The Voltera V-One lets you print your own circuit boards from home
This article was originally written and submitted as part of a Canada 150 Project, the Innovation Storybook, to crowdsource stories of Canadian innovation with partners across Canada. The content has since been migrated to Ingenium’s Channel, a digital hub featuring curated content related to science, technology and innovation.
There was a time when if you wanted to get your very own design of a printed circuit board you’d have to send a file and wait around for two weeks before seeing your work in the flesh. But then, after all your patience, you’d notice that they made a mistake and you’d have to get them to produce a new one.

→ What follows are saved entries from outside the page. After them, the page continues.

// ==========================================
// 纺织品库存台账系统 - 台账汇总引擎
// ==========================================
// 职责: 流水 → 余额 / 最近销售日 / 滞销等级 / 总览排序
// 红线: 纯函数、无状态；结果与流水顺序无关（交换律）
// 红线: 孤立流水（商品不在输入集合中）跳过，不影响其他商品
// ==========================================

use crate::domain::balance::{Balance, DateRange, StockRow};
use crate::domain::item::Item;
use crate::domain::movement::Movement;
use crate::domain::types::{MovementKind, StaleLevel, StaleThresholds, StockSortPreset};
use chrono::NaiveDate;
use std::cmp::{Ordering, Reverse};
use std::collections::{HashMap, HashSet};
use tracing::{debug, instrument, warn};

/// 汇总结果
#[derive(Debug, Clone, Default, PartialEq)]
pub struct LedgerSummary {
    pub balances: HashMap<String, Balance>,
    /// 只统计有效销售（排除冲销对）
    pub last_sale: HashMap<String, NaiveDate>,
    /// 被跳过的孤立流水数
    pub orphaned: usize,
}

// ==========================================
// LedgerAggregator - 台账汇总引擎
// ==========================================
pub struct LedgerAggregator;

impl Default for LedgerAggregator {
    fn default() -> Self {
        Self::new()
    }
}

impl LedgerAggregator {
    pub fn new() -> Self {
        Self
    }

    /// 计算当前余额
    ///
    /// # 参数
    /// - items: 商品集合（每个商品初始化为 0）
    /// - movements: 任意顺序的流水（可来自分页/分块查询）
    ///
    /// # 返回
    /// - item_id → Balance；空流水得到全 0
    pub fn compute_balances(&self, items: &[Item], movements: &[Movement]) -> HashMap<String, Balance> {
        self.summarize(items.iter().map(|i| i.item_id.as_str()), movements, None)
            .balances
    }

    /// 计算截至某日（含）的历史余额
    pub fn balances_as_of(
        &self,
        items: &[Item],
        movements: &[Movement],
        as_of: NaiveDate,
    ) -> HashMap<String, Balance> {
        self.summarize(
            items.iter().map(|i| i.item_id.as_str()),
            movements,
            Some(DateRange::until(as_of)),
        )
        .balances
    }

    /// 汇总余额 + 最近销售日
    ///
    /// # 说明
    /// - 余额是各流水 (入 - 出) 的累加，加法满足交换律
    /// - 最近销售日是 sale 流水日期的最大值，同样与顺序无关
    /// - 冲销流水与被冲销流水都计入余额（净额为 0），但都不算销售
    #[instrument(skip_all, fields(movements = movements.len()))]
    pub fn summarize<'a, I>(
        &self,
        item_ids: I,
        movements: &[Movement],
        range: Option<DateRange>,
    ) -> LedgerSummary
    where
        I: IntoIterator<Item = &'a str>,
    {
        let mut balances: HashMap<String, Balance> = item_ids
            .into_iter()
            .map(|id| (id.to_string(), Balance::ZERO))
            .collect();

        let voided: HashSet<&str> = movements
            .iter()
            .filter_map(|m| m.reverses_id.as_deref())
            .collect();

        let mut last_sale: HashMap<String, NaiveDate> = HashMap::new();
        let mut orphaned = 0usize;

        for m in movements {
            if let Some(r) = &range {
                if !r.contains(m.move_date) {
                    continue;
                }
            }

            let Some(balance) = balances.get_mut(&m.item_id) else {
                orphaned += 1;
                debug!(movement_id = %m.movement_id, item_id = %m.item_id, "孤立流水，跳过");
                continue;
            };
            *balance += Balance::new(m.delta_main(), m.delta_rolls());

            let effective_sale = m.kind == MovementKind::Sale
                && !m.is_reversal()
                && !voided.contains(m.movement_id.as_str());
            if effective_sale {
                last_sale
                    .entry(m.item_id.clone())
                    .and_modify(|d| {
                        if m.move_date > *d {
                            *d = m.move_date;
                        }
                    })
                    .or_insert(m.move_date);
            }
        }

        if orphaned > 0 {
            warn!(orphaned, "存在引用未知商品的流水");
        }
        debug!(items = balances.len(), orphaned, "台账汇总完成");

        LedgerSummary {
            balances,
            last_sale,
            orphaned,
        }
    }

    // ==========================================
    // 滞销判定
    // ==========================================

    /// 根据最近销售日判定滞销等级
    ///
    /// # 返回
    /// - (距今天数, 等级)；从未销售为 (None, NoSales)
    pub fn classify_stale(
        &self,
        last_sale: Option<NaiveDate>,
        today: NaiveDate,
        thresholds: &StaleThresholds,
    ) -> (Option<i64>, StaleLevel) {
        match last_sale {
            None => (None, StaleLevel::NoSales),
            Some(d) => {
                let days = (today - d).num_days();
                let level = if days >= thresholds.stale_days {
                    StaleLevel::Stale
                } else if days > thresholds.attention_days {
                    StaleLevel::Attention
                } else {
                    StaleLevel::Normal
                };
                (Some(days), level)
            }
        }
    }

    /// "只看滞销"过滤：从未销售视为无限久
    pub fn is_stale(&self, days_since_sale: Option<i64>, thresholds: &StaleThresholds) -> bool {
        days_since_sale.map_or(true, |d| d >= thresholds.stale_days)
    }

    /// 生成库存总览行
    pub fn compute_stock_rows(
        &self,
        items: Vec<Item>,
        movements: &[Movement],
        today: NaiveDate,
        thresholds: &StaleThresholds,
    ) -> Vec<StockRow> {
        let summary = self.summarize(items.iter().map(|i| i.item_id.as_str()), movements, None);

        items
            .into_iter()
            .map(|item| {
                let balance = summary
                    .balances
                    .get(&item.item_id)
                    .copied()
                    .unwrap_or(Balance::ZERO);
                let last_sale_date = summary.last_sale.get(&item.item_id).copied();
                let (days_since_sale, stale_level) =
                    self.classify_stale(last_sale_date, today, thresholds);
                StockRow {
                    item,
                    balance,
                    last_sale_date,
                    days_since_sale,
                    stale_level,
                }
            })
            .collect()
    }

    // ==========================================
    // 排序预设
    // ==========================================

    pub fn sort_stock_rows(&self, rows: &mut [StockRow], preset: StockSortPreset) {
        match preset {
            StockSortPreset::Default => rows.sort_by(default_order),
            StockSortPreset::MostQtyInItem => rows.sort_by(|a, b| {
                group_order(a, b)
                    .then_with(|| b.balance.main.cmp(&a.balance.main))
                    .then_with(|| default_order(a, b))
            }),
            StockSortPreset::Stale => rows.sort_by(|a, b| {
                let da = a.days_since_sale.unwrap_or(i64::MAX);
                let db = b.days_since_sale.unwrap_or(i64::MAX);
                db.cmp(&da).then_with(|| default_order(a, b))
            }),
            StockSortPreset::LatestSale => rows.sort_by(|a, b| {
                // 有销售在前，日期新在前
                Reverse(a.last_sale_date)
                    .cmp(&Reverse(b.last_sale_date))
                    .then_with(|| default_order(a, b))
            }),
            StockSortPreset::MostRolls => rows.sort_by(|a, b| {
                b.balance
                    .rolls
                    .cmp(&a.balance.rolls)
                    .then_with(|| default_order(a, b))
            }),
        }
    }
}

fn group_order(a: &StockRow, b: &StockRow) -> Ordering {
    a.item
        .main_category
        .cmp(&b.item.main_category)
        .then_with(|| a.item.sub_category.cmp(&b.item.sub_category))
        .then_with(|| a.item.item_name.cmp(&b.item.item_name))
}

fn default_order(a: &StockRow, b: &StockRow) -> Ordering {
    group_order(a, b)
        .then_with(|| a.item.color_code.cmp(&b.item.color_code))
        .then_with(|| a.item.item_id.cmp(&b.item.item_id))
}

#[cfg(test)]
mod tests {
    use super::*;
    use crate::domain::item::NewItem;
    use crate::domain::types::UnitKind;
    use chrono::Utc;
    use rust_decimal::Decimal;
    use rust_decimal_macros::dec;

    fn d(day: u32) -> NaiveDate {
        NaiveDate::from_ymd_opt(2026, 3, day).unwrap()
    }

    fn item(id: &str, name: &str, color: &str) -> Item {
        NewItem {
            main_category: "قطن".to_string(),
            sub_category: "سادة".to_string(),
            item_name: name.to_string(),
            color_code: color.to_string(),
            color_name: None,
            unit: UnitKind::Kg,
            description: None,
            image_source: None,
        }
        .into_item(id.to_string(), Utc::now())
    }

    fn mv(
        id: &str,
        item_id: &str,
        day: u32,
        kind: MovementKind,
        main_in: Decimal,
        main_out: Decimal,
        rolls_in: i64,
        rolls_out: i64,
    ) -> Movement {
        Movement {
            movement_id: id.to_string(),
            item_id: item_id.to_string(),
            move_date: d(day),
            kind,
            qty_main_in: main_in,
            qty_main_out: main_out,
            qty_rolls_in: rolls_in,
            qty_rolls_out: rolls_out,
            note: None,
            session_id: None,
            reverses_id: None,
            supersedes_id: None,
            created_at: Utc::now(),
        }
    }

    fn sample_movements() -> Vec<Movement> {
        vec![
            mv("m1", "a", 1, MovementKind::Purchase, dec!(100.125), dec!(0), 10, 0),
            mv("m2", "a", 3, MovementKind::Sale, dec!(0), dec!(20.5), 0, 2),
            mv("m3", "b", 2, MovementKind::Purchase, dec!(50), dec!(0), 5, 0),
            mv("m4", "a", 5, MovementKind::Adjustment, dec!(0.375), dec!(0), 0, 1),
            mv("m5", "b", 6, MovementKind::Sale, dec!(0), dec!(7.333), 0, 1),
        ]
    }

    #[test]
    fn test_compute_balances_basic() {
        let engine = LedgerAggregator::new();
        let items = vec![item("a", "x", "1"), item("b", "y", "2")];
        let balances = engine.compute_balances(&items, &sample_movements());

        assert_eq!(balances["a"], Balance::new(dec!(80.000), 7));
        assert_eq!(balances["b"], Balance::new(dec!(42.667), 4));
    }

    #[test]
    fn test_compute_balances_is_order_independent() {
        let engine = LedgerAggregator::new();
        let items = vec![item("a", "x", "1"), item("b", "y", "2")];
        let base = sample_movements();
        let expected = engine.summarize(items.iter().map(|i| i.item_id.as_str()), &base, None);

        for shift in 0..base.len() {
            let mut rotated = base.clone();
            rotated.rotate_left(shift);
            let got = engine.summarize(items.iter().map(|i| i.item_id.as_str()), &rotated, None);
            assert_eq!(got, expected);

            rotated.reverse();
            let got = engine.summarize(items.iter().map(|i| i.item_id.as_str()), &rotated, None);
            assert_eq!(got, expected);
        }
    }

    #[test]
    fn test_zero_state() {
        let engine = LedgerAggregator::new();
        assert!(engine.compute_balances(&[], &[]).is_empty());

        let items = vec![item("a", "x", "1"), item("b", "y", "2")];
        let balances = engine.compute_balances(&items, &[]);
        assert_eq!(balances.len(), 2);
        assert!(balances.values().all(|b| b.is_zero()));
    }

    #[test]
    fn test_orphan_movement_is_skipped() {
        let engine = LedgerAggregator::new();
        let items = vec![item("a", "x", "1")];
        let mut movements = sample_movements();
        movements.push(mv("ghost", "missing", 2, MovementKind::Purchase, dec!(999), dec!(0), 99, 0));

        let summary = engine.summarize(items.iter().map(|i| i.item_id.as_str()), &movements, None);
        // b 也不在商品集合中
        assert_eq!(summary.orphaned, 3);
        assert_eq!(summary.balances.len(), 1);
        assert_eq!(summary.balances["a"], Balance::new(dec!(80.000), 7));
    }

    #[test]
    fn test_decimal_precision_over_many_movements() {
        let engine = LedgerAggregator::new();
        let items = vec![item("a", "x", "1")];
        let movements: Vec<Movement> = (0..10_000)
            .map(|i| {
                mv(&format!("m{}", i), "a", 1, MovementKind::Purchase, dec!(0.001), dec!(0), 0, 0)
            })
            .collect();
        let balances = engine.compute_balances(&items, &movements);
        assert_eq!(balances["a"].main, dec!(10.000));
    }

    #[test]
    fn test_balances_as_of() {
        let engine = LedgerAggregator::new();
        let items = vec![item("a", "x", "1")];
        let balances = engine.balances_as_of(&items, &sample_movements(), d(3));
        assert_eq!(balances["a"], Balance::new(dec!(79.625), 8));
    }

    #[test]
    fn test_last_sale_ignores_voided_sales() {
        let engine = LedgerAggregator::new();
        let items = vec![item("a", "x", "1")];
        let mut movements = sample_movements();
        movements.push(mv("m6", "a", 9, MovementKind::Sale, dec!(0), dec!(1), 0, 0));
        let mut reversal = mv("m7", "a", 9, MovementKind::Sale, dec!(1), dec!(0), 0, 0);
        reversal.reverses_id = Some("m6".to_string());
        movements.push(reversal);

        let summary = engine.summarize(items.iter().map(|i| i.item_id.as_str()), &movements, None);
        assert_eq!(summary.last_sale.get("a"), Some(&d(3)));
        assert_eq!(summary.balances["a"], Balance::new(dec!(80.000), 7));
    }

    #[test]
    fn test_classify_stale() {
        let engine = LedgerAggregator::new();
        let th = StaleThresholds::default();
        let today = d(31);

        assert_eq!(engine.classify_stale(None, today, &th), (None, StaleLevel::NoSales));
        assert_eq!(engine.classify_stale(Some(d(25)), today, &th), (Some(6), StaleLevel::Normal));
        assert_eq!(engine.classify_stale(Some(d(24)), today, &th), (Some(7), StaleLevel::Normal));
        assert_eq!(engine.classify_stale(Some(d(10)), today, &th), (Some(21), StaleLevel::Attention));
        assert_eq!(engine.classify_stale(Some(d(1)), today, &th), (Some(30), StaleLevel::Stale));

        assert!(engine.is_stale(None, &th));
        assert!(engine.is_stale(Some(30), &th));
        assert!(!engine.is_stale(Some(29), &th));
    }

    #[test]
    fn test_sort_presets() {
        let engine = LedgerAggregator::new();
        let items = vec![item("a", "x", "2"), item("b", "x", "1"), item("c", "w", "9")];
        let movements = vec![
            mv("m1", "a", 1, MovementKind::Purchase, dec!(10), dec!(0), 1, 0),
            mv("m2", "b", 1, MovementKind::Purchase, dec!(30), dec!(0), 9, 0),
            mv("m3", "a", 20, MovementKind::Sale, dec!(0), dec!(1), 0, 0),
            mv("m4", "c", 2, MovementKind::Sale, dec!(0), dec!(1), 0, 0),
        ];
        let th = StaleThresholds::default();
        let mut rows = engine.compute_stock_rows(items, &movements, d(28), &th);

        let ids = |rows: &[StockRow]| rows.iter().map(|r| r.item.item_id.clone()).collect::<Vec<_>>();

        engine.sort_stock_rows(&mut rows, StockSortPreset::Default);
        assert_eq!(ids(&rows), vec!["c", "b", "a"]);

        engine.sort_stock_rows(&mut rows, StockSortPreset::MostQtyInItem);
        assert_eq!(ids(&rows), vec!["c", "b", "a"]);

        engine.sort_stock_rows(&mut rows, StockSortPreset::Stale);
        assert_eq!(ids(&rows), vec!["b", "c", "a"]);

        engine.sort_stock_rows(&mut rows, StockSortPreset::LatestSale);
        assert_eq!(ids(&rows), vec!["a", "c", "b"]);

        engine.sort_stock_rows(&mut rows, StockSortPreset::MostRolls);
        assert_eq!(ids(&rows), vec!["b", "a", "c"]);
    }
}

Well, those days are over, thanks to the V-One, a PCB printer. Voltera is the company that created the machine and was founded by students at the University of Waterloo. They noticed the immediacy of modern culture and thought of applying that to circuit boards too. After all, 3D printers are becoming more and more common, so the idea of printing the circuits for a computer wasn’t that farfetched for this team.
Circuits board are those green plaques you see in computers with all of the trailing lines and tiny towers that make the whole thing look like the aerial view of a city. These lines and structures allow electricity to flow through the board and manage their different strengths and speeds in order to connect to different parts of the computer and within the board itself.
If you’ve ever heard of a “motherboard,” that’s really just a big PCB that connects to everything in the computer. Think of it like the spine of the machine. Everything the computer does goes through it and everything you do gets relayed by it.
Computer engineers and many computer science enthusiasts plan their circuit boards on computers and save them in a file format called gerber, or .gbr. After the blank board is mounted onto the V-One’s print bed it just needs to import the gerber. The process is straightforward and the software guides you each step of the way. It can print two-layer circuits and can even dispense solder paste so the designers can place certain bits manually.
Voltera began through the crowd-funding website, Kickstarter. They only asked for $70,000 dollars but were instead donated a total of 500 thousand dollars. Now, they operate from Shenzhen, China.
There’s no doubt this innovation is going to expedite the production of other innovations. Computer engineers will no longer have to waste time waiting for their prototypes when they can see the fruits of their labour grow right before their eyes.